Alastair Macaulay reviews Rattle’s anthropologically eclectic concert
NewsOur critic got distracted last night by the conductor’s political homilies.
Barbican Hall, April 23, 2023: by Alastair Macaulay
Simon Rattle, Britain’s most prestigious classical musician this century, took the opportunity on Sunday 23 (Shakespeare’s birthday) to address the Barbican Hall audience about the recent swingeing cuts made by the Arts Council and by the BBC. He had long been programmed to conduct the London Symphony Orchestra in Mahler’s Seventh Symphony; the recent resurrection of the BBC Singers (“one of the greatest choruses in the world”) from the BBC’s proposed proposed deletion had prompted him to add them in Poulenc’s “Figure humaine” as the concert’s second half. It was the BBC Singers who delivered the world premiere of “Figure humaine”, when the score was smuggled out of occupied France.
He addressed the audience twice. Before the Mahler, as if encouraging the symphony’s audience not to leave before the Poulenc, he said “If you know ‘Figure humaine’… you will want to hear it again. If you do not know it, this is simply the greatest piece of music you have not heard. It is one of the most extraordinary pieces of unaccompanied choral music of all time.”
Then at the end of the interval, he returned to talk politics. Referring to swingeing cuts made by Britain’s two largest supporters of classical music, the Arts Council and the BBC, he said “There’s a kind of dishonesty about many of the decisions. George Orwell would recognise the language. ‘Refresh the administration’? ‘Reimagine the art form’? They’re two pieces of news-speak that mean the opposite of the actual words.

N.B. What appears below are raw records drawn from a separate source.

use std::sync::Once;

/// Modules whose info-level output drowns the engine's own logs.
const NOISY_MODULES: [&str; 3] = ["wgpu_core", "wgpu_hal", "naga"];

/// Logger configuration.
///
/// `env_filter` follows the `env_logger` filter syntax (e.g. "info", "warn",
/// "mote_engine=debug,wgpu_core=warn"). When unset, `RUST_LOG` is consulted,
/// then `default_level`.
///
/// `write_style` controls ANSI coloring behavior.
#[derive(Debug, Clone)]
pub struct LoggingConfig {
    pub env_filter: Option<String>,
    pub default_level: log::LevelFilter,
    pub write_style: env_logger::WriteStyle,
}

impl Default for LoggingConfig {
    fn default() -> Self {
        Self {
            env_filter: None,
            default_level: log::LevelFilter::Info,
            write_style: env_logger::WriteStyle::Auto,
        }
    }
}

static INIT: Once = Once::new();

/// Initializes the global logger once.
///
/// This function is idempotent; subsequent calls are ignored.
/// Intended usage is early in `main`.
pub fn init_logging(config: LoggingConfig) {
    INIT.call_once(|| {
        let mut builder = env_logger::Builder::new();
        builder.filter_level(config.default_level);

        // wgpu internals stay at warn unless a filter names them explicitly.
        for module in NOISY_MODULES {
            builder.filter_module(module, log::LevelFilter::Warn);
        }

        if let Some(filter) = resolve_filter(config.env_filter, std::env::var("RUST_LOG").ok()) {
            builder.parse_filters(&filter);
        }

        builder.write_style(config.write_style);

        if builder.try_init().is_err() {
            // Another logger was installed by the host; keep it.
            return;
        }

        log::debug!("logging initialized");
    });
}

fn resolve_filter(explicit: Option<String>, env: Option<String>) -> Option<String> {
    explicit
        .or(env)
        .filter(|f| !f.trim().is_empty())
}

But you can all choose your own…. So many of the problems are rooted in an ignorance about what this art form entails. And, more worryingly, there seems to be a stubborn pride in the ignorance…. We’re in a fight, and we need to ensure that classical music remains part of the beating heart of our country and of our culture.”
The two halves of Rattle’s concert both exemplified the higher achievements of the culture he meant. Mahler’s Seventh can be heard many ways. Its unorthodox structure has five movements; its vast soundworld includes shrieks, birdsong, cowbells, a string quartet, and an anthropologically eclectic array of dance and march rhythms. Rattle joined all this extravaganza to a larger sense of classical form. The symphony emerged as a vast arc of imagination, a psychologically journey into changing dream terrain now spectral, now poignant, so that its final entry into joyous daylight becomes startling, even surreal.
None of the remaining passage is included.